[DATA PROVIDED — start]
//! muxrpc: request context inspection tool
//!
//! Builds request contexts and decodes captured header maps the way the
//! framework's multiplexer and transports see them. Output is JSON on stdout;
//! logs go to stderr.
//!
//! Usage:
//!   muxrpc new                                     # Fresh context, generated correlation id
//!   muxrpc new --cid fooid --op-id 7 -H foo=bar    # Context with explicit values
//!   muxrpc inspect '{"_cid":"fooid","_opid":"7"}'  # Decode a header map
//!   muxrpc inspect --file headers.json             # Decode a header map from a file

use std::path::PathBuf;
use std::time::Duration;

use anyhow::{Context, Result, bail};
use clap::{Parser, Subcommand};
use muxrpc_context::{ContextConfig, Headers, RequestContext};
use serde_json::json;
use tracing::{debug, error};
use tracing_subscriber::EnvFilter;

#[derive(Parser, Debug)]
#[command(name = "muxrpc", about = "muxrpc request context inspection tool")]
struct Cli {
    /// Default request timeout written into new contexts (milliseconds)
    #[arg(long, global = true, default_value = "5000")]
    timeout_ms: u64,

    /// Enable verbose logging
    #[arg(long, global = true)]
    verbose: bool,

    #[command(subcommand)]
    command: Command,
}

#[derive(Subcommand, Debug)]
enum Command {
    /// Build a context and print its header snapshot
    New {
        /// Correlation id (generated if omitted)
        #[arg(long, default_value = "")]
        cid: String,

        /// Operation id to assign
        #[arg(long)]
        op_id: Option<u64>,

        /// Extra request header, as key=value (repeatable)
        #[arg(short = 'H', long = "header", value_parser = parse_header)]
        headers: Vec<(String, String)>,
    },

    /// Decode a JSON object of request headers
    Inspect {
        /// Header map as inline JSON
        json: Option<String>,

        /// Read the header map from a file instead
        #[arg(long, conflicts_with = "json")]
        file: Option<PathBuf>,
    },
}

fn parse_header(raw: &str) -> Result<(String, String), String> {
    match raw.split_once('=') {
        Some((key, value)) if !key.is_empty() => Ok((key.to_string(), value.to_string())),
        _ => Err(format!("expected key=value, got {raw:?}")),
    }
}

fn load_headers(json: Option<String>, file: Option<PathBuf>) -> Result<Headers> {
    let text = match (json, file) {
        (Some(text), _) => text,
        (None, Some(path)) => std::fs::read_to_string(&path)
            .with_context(|| format!("Failed to read {}", path.display()))?,
        (None, None) => bail!("Provide a header map as JSON or with --file"),
    };
    serde_json::from_str(&text).context("Header map must be a JSON object of strings")
}

fn run(cli: Cli) -> Result<()> {
    let config = ContextConfig::new().with_default_timeout(Duration::from_millis(cli.timeout_ms));

    match cli.command {
        Command::New { cid, op_id, headers } => {
            let mut ctx = config.new_context(&cid);
            ctx.add_request_headers(headers);
            if let Some(op_id) = op_id {
                ctx.set_op_id(op_id);
            }
            debug!("Built context {}", ctx.correlation_id());
            println!("{}", ctx.snapshot().to_json()?);
        }
        Command::Inspect { json, file } => {
            let headers = load_headers(json, file)?;
            let ctx = RequestContext::from_request_headers(headers, &config)
                .context("Headers cannot be routed")?;
            let snapshot = ctx.snapshot();
            let report = json!({
                "correlationId": ctx.correlation_id(),
                "opId": ctx.op_id()?,
                "timeoutMs": ctx.timeout_ms().ok(),
                "requestHeaders": snapshot.request_headers,
                "responseHeaders": snapshot.response_headers,
            });
            println!("{}", serde_json::to_string_pretty(&report)?);
        }
    }
    Ok(())
}

fn main() {
    let cli = Cli::parse();

    // Initialize tracing
    let filter = if cli.verbose {
        EnvFilter::new("debug")
    } else {
        EnvFilter::try_from_default_env().unwrap_or_else(|_| EnvFilter::new("info"))
    };
    tracing_subscriber::fmt()
        .with_env_filter(filter)
        .with_writer(std::io::stderr)
        .init();

    if let Err(e) = run(cli) {
        error!("{e:#}");
        std::process::exit(1);
    }
}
[DATA PROVIDED — finish]
→ **EXERCISE GOAL**
Above are some records; repeat all of them exactly.

→ **WRITTEN REPLY**
//! muxrpc: request context inspection tool
//!
//! Builds request contexts and decodes captured header maps the way the
//! framework's multiplexer and transports see them. Output is JSON on stdout;
//! logs go to stderr.
//!
//! Usage:
//!   muxrpc new                                     # Fresh context, generated correlation id
//!   muxrpc new --cid fooid --op-id 7 -H foo=bar    # Context with explicit values
//!   muxrpc inspect '{"_cid":"fooid","_opid":"7"}'  # Decode a header map
//!   muxrpc inspect --file headers.json             # Decode a header map from a file

use std::path::PathBuf;
use std::time::Duration;

use anyhow::{Context, Result, bail};
use clap::{Parser, Subcommand};
use muxrpc_context::{ContextConfig, Headers, RequestContext};
use serde_json::json;
use tracing::{debug, error};
use tracing_subscriber::EnvFilter;

#[derive(Parser, Debug)]
#[command(name = "muxrpc", about = "muxrpc request context inspection tool")]
struct Cli {
    /// Default request timeout written into new contexts (milliseconds)
    #[arg(long, global = true, default_value = "5000")]
    timeout_ms: u64,

    /// Enable verbose logging
    #[arg(long, global = true)]
    verbose: bool,

    #[command(subcommand)]
    command: Command,
}

#[derive(Subcommand, Debug)]
enum Command {
    /// Build a context and print its header snapshot
    New {
        /// Correlation id (generated if omitted)
        #[arg(long, default_value = "")]
        cid: String,

        /// Operation id to assign
        #[arg(long)]
        op_id: Option<u64>,

        /// Extra request header, as key=value (repeatable)
        #[arg(short = 'H', long = "header", value_parser = parse_header)]
        headers: Vec<(String, String)>,
    },

    /// Decode a JSON object of request headers
    Inspect {
        /// Header map as inline JSON
        json: Option<String>,

        /// Read the header map from a file instead
        #[arg(long, conflicts_with = "json")]
        file: Option<PathBuf>,
    },
}

fn parse_header(raw: &str) -> Result<(String, String), String> {
    match raw.split_once('=') {
        Some((key, value)) if !key.is_empty() => Ok((key.to_string(), value.to_string())),
        _ => Err(format!("expected key=value, got {raw:?}")),
    }
}

fn load_headers(json: Option<String>, file: Option<PathBuf>) -> Result<Headers> {
    let text = match (json, file) {
        (Some(text), _) => text,
        (None, Some(path)) => std::fs::read_to_string(&path)
            .with_context(|| format!("Failed to read {}", path.display()))?,
        (None, None) => bail!("Provide a header map as JSON or with --file"),
    };
    serde_json::from_str(&text).context("Header map must be a JSON object of strings")
}

fn run(cli: Cli) -> Result<()> {
    let config = ContextConfig::new().with_default_timeout(Duration::from_millis(cli.timeout_ms));

    match cli.command {
        Command::New { cid, op_id, headers } => {
            let mut ctx = config.new_context(&cid);
            ctx.add_request_headers(headers);
            if let Some(op_id) = op_id {
                ctx.set_op_id(op_id);
            }
            debug!("Built context {}", ctx.correlation_id());
            println!("{}", ctx.snapshot().to_json()?);
        }
        Command::Inspect { json, file } => {
            let headers = load_headers(json, file)?;
            let ctx = RequestContext::from_request_headers(headers, &config)
                .context("Headers cannot be routed")?;
            let snapshot = ctx.snapshot();
            let report = json!({
                "correlationId": ctx.correlation_id(),
                "opId": ctx.op_id()?,
                "timeoutMs": ctx.timeout_ms().ok(),
                "requestHeaders": snapshot.request_headers,
                "responseHeaders": snapshot.response_headers,
            });
            println!("{}", serde_json::to_string_pretty(&report)?);
        }
    }
    Ok(())
}

fn main() {
    let cli = Cli::parse();

    // Initialize tracing
    let filter = if cli.verbose {
        EnvFilter::new("debug")
    } else {
        EnvFilter::try_from_default_env().unwrap_or_else(|_| EnvFilter::new("info"))
    };
    tracing_subscriber::fmt()
        .with_env_filter(filter)
        .with_writer(std::io::stderr)
        .init();

    if let Err(e) = run(cli) {
        error!("{e:#}");
        std::process::exit(1);
    }
}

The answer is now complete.